Now, however, many experts, including Adkins at AZ China, believe aluminum prices have probably bottomed out. Adkins also believes, however, that the combination of the metal price and the premium will remain range-bound. In contrast, UBS analysts said they expect the price of the metal to come under further pressure.
A shakeout in the sector is already underway ahead of the new rules at the London exchange, with the closure of unprofitable refineries and smelters in Australia and South Africa and the cancelation by Rio Tinto of a $3 billion smelter in Parguay.
A further wrinkle in the market emerged in January when Indonesia delivered on its long-held promise to halt exports of raw metal ores in a bid to move up the value chain. In recent years, Indonesia has become the primary exporter of bauxite to China, but Jakarta enacted the law with the aim of developing the country’s processing capabilities.
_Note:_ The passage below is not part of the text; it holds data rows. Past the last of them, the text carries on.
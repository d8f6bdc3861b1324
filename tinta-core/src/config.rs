//! YAML configuration for the daemon and its clients.
//!
//! # Lookup
//!
//! ```text
//! --config <path>          (explicit; must exist)
//! /etc/tinta/config.yaml   (default; optional, missing file means defaults)
//! ```
//!
//! # API pattern
//!
//! - `load_at(path)`: explicit file; used by tests with `TempDir`
//! - `load(explicit)`: resolves the lookup order above, delegates to `load_at`
//!
//! Every field has a default, so a partial file only overrides what it names.

use std::path::{Path, PathBuf};
use std::time::Duration;

use serde::{Deserialize, Serialize};

use crate::error::ConfigError;

/// System-wide configuration file consulted when no `--config` is given.
pub const DEFAULT_CONFIG_PATH: &str = "/etc/tinta/config.yaml";

pub const DEFAULT_SOCKET_PATH: &str = "/tmp/tinta4plus.sock";
pub const DEFAULT_PID_FILE: &str = "/tmp/tinta4plus.pid";
pub const DEFAULT_DEV_PORT: &str = "/dev/port";
pub const DEFAULT_SECURE_BOOT_EFIVAR: &str =
    "/sys/firmware/efi/efivars/SecureBoot-8be4df61-93ca-11d2-aa0d-00e098032b8c";

// ---------------------------------------------------------------------------
// 1. Schema
// ---------------------------------------------------------------------------

#[derive(Debug, Clone, PartialEq, Serialize, Deserialize)]
#[serde(default, deny_unknown_fields)]
pub struct DaemonConfig {
    /// Unix socket the daemon listens on.
    pub socket_path: PathBuf,
    /// Liveness marker holding the daemon pid.
    pub pid_file: PathBuf,
    /// Idle interval after which the watchdog shuts the daemon down.
    pub watchdog_timeout_ms: u64,
    /// Fallback `tracing` filter when `RUST_LOG` is unset.
    pub log_level: String,
    pub ec: EcConfig,
    pub panel: PanelConfig,
    pub client: ClientConfig,
}

#[derive(Debug, Clone, PartialEq, Serialize, Deserialize)]
#[serde(default, deny_unknown_fields)]
pub struct EcConfig {
    /// Port I/O device; offsets into it are I/O port numbers.
    pub dev_port: PathBuf,
    /// EFI variable reporting the secure boot state.
    pub secure_boot_efivar: PathBuf,
    /// Serve register commands against the in-process EC simulator instead
    /// of real ports. Intended for development machines.
    pub simulate: bool,
}

#[derive(Debug, Clone, Default, PartialEq, Serialize, Deserialize)]
#[serde(default, deny_unknown_fields)]
pub struct PanelConfig {
    /// Helper executable driving the panel's timing controller. When unset,
    /// display-mode commands fail with "not configured".
    pub program: Option<PathBuf>,
    /// Arguments placed before the operation name.
    pub args: Vec<String>,
    /// Upper bound on one panel operation, in seconds (0 = default of 10).
    pub timeout_secs: u64,
}

#[derive(Debug, Clone, PartialEq, Serialize, Deserialize)]
#[serde(default, deny_unknown_fields)]
pub struct ClientConfig {
    /// Socket read/write timeout applied after connecting.
    pub connect_timeout_ms: u64,
    /// Period of the keepalive sent by attached sessions.
    pub keepalive_interval_ms: u64,
}

impl Default for DaemonConfig {
    fn default() -> Self {
        Self {
            socket_path: PathBuf::from(DEFAULT_SOCKET_PATH),
            pid_file: PathBuf::from(DEFAULT_PID_FILE),
            watchdog_timeout_ms: 20_000,
            log_level: "info".to_string(),
            ec: EcConfig::default(),
            panel: PanelConfig::default(),
            client: ClientConfig::default(),
        }
    }
}

impl Default for EcConfig {
    fn default() -> Self {
        Self {
            dev_port: PathBuf::from(DEFAULT_DEV_PORT),
            secure_boot_efivar: PathBuf::from(DEFAULT_SECURE_BOOT_EFIVAR),
            simulate: false,
        }
    }
}

impl Default for ClientConfig {
    fn default() -> Self {
        Self {
            connect_timeout_ms: 5_000,
            keepalive_interval_ms: 2_400,
        }
    }
}

impl DaemonConfig {
    pub fn watchdog_timeout(&self) -> Duration {
        Duration::from_millis(self.watchdog_timeout_ms)
    }

    /// Check cross-field constraints that serde cannot express.
    pub fn validate(&self) -> Result<(), ConfigError> {
        if self.watchdog_timeout_ms == 0 {
            return Err(ConfigError::Invalid(
                "watchdog_timeout_ms must be greater than zero".to_string(),
            ));
        }
        if self.client.keepalive_interval_ms == 0 {
            return Err(ConfigError::Invalid(
                "client.keepalive_interval_ms must be greater than zero".to_string(),
            ));
        }
        if self.client.keepalive_interval_ms >= self.watchdog_timeout_ms {
            return Err(ConfigError::Invalid(format!(
                "client.keepalive_interval_ms ({}) must be shorter than watchdog_timeout_ms ({})",
                self.client.keepalive_interval_ms, self.watchdog_timeout_ms
            )));
        }
        // Keepalives queue behind a running panel operation, so it has to
        // finish inside one watchdog period.
        if self.panel.program.is_some() && self.panel.timeout() >= self.watchdog_timeout() {
            return Err(ConfigError::Invalid(format!(
                "panel timeout ({}s) must be shorter than watchdog_timeout_ms ({})",
                self.panel.timeout().as_secs(),
                self.watchdog_timeout_ms
            )));
        }
        if self.socket_path.as_os_str().is_empty() || self.pid_file.as_os_str().is_empty() {
            return Err(ConfigError::Invalid(
                "socket_path and pid_file must not be empty".to_string(),
            ));
        }
        Ok(())
    }

    pub fn to_yaml(&self) -> Result<String, ConfigError> {
        Ok(serde_yaml::to_string(self)?)
    }
}

impl PanelConfig {
    pub fn timeout(&self) -> Duration {
        match self.timeout_secs {
            0 => Duration::from_secs(10),
            secs => Duration::from_secs(secs),
        }
    }
}

impl ClientConfig {
    pub fn connect_timeout(&self) -> Duration {
        Duration::from_millis(self.connect_timeout_ms)
    }

    pub fn keepalive_interval(&self) -> Duration {
        Duration::from_millis(self.keepalive_interval_ms)
    }
}

// ---------------------------------------------------------------------------
// 2. Load
// ---------------------------------------------------------------------------

/// Load and validate the configuration at `path`.
///
/// A missing file yields the defaults; malformed YAML yields
/// `ConfigError::Parse` with the path attached.
pub fn load_at(path: &Path) -> Result<DaemonConfig, ConfigError> {
    if !path.exists() {
        return Ok(DaemonConfig::default());
    }
    let contents = std::fs::read_to_string(path).map_err(|source| ConfigError::Io {
        path: path.to_path_buf(),
        source,
    })?;
    let config: DaemonConfig = if contents.trim().is_empty() {
        DaemonConfig::default()
    } else {
        serde_yaml::from_str(&contents).map_err(|source| ConfigError::Parse {
            path: path.to_path_buf(),
            source,
        })?
    };
    config.validate()?;
    Ok(config)
}

/// Resolve the configuration from an explicit path or the system default.
///
/// Unlike the default location, an explicit path must exist.
pub fn load(explicit: Option<&Path>) -> Result<DaemonConfig, ConfigError> {
    match explicit {
        Some(path) if !path.exists() => Err(ConfigError::NotFound {
            path: path.to_path_buf(),
        }),
        Some(path) => load_at(path),
        None => load_at(Path::new(DEFAULT_CONFIG_PATH)),
    }
}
The move has forced Chinese alumina producers, who have excess refining and smelting capacity, to build facilities in Indonesia. UC Rusal also plans to build a refinery there. But none of these facilities are ready yet, and China is thought to be pressuring Indonesia for a short-term exemption to the export ban. The situation, however, has been complicated by Indonesia’s legislative and presidential elections slated for mid-2014.
Buyers around the world can continue to expect a rocky ride in the aluminum market for at least the rest of 2014 and quite possibly even beyond that.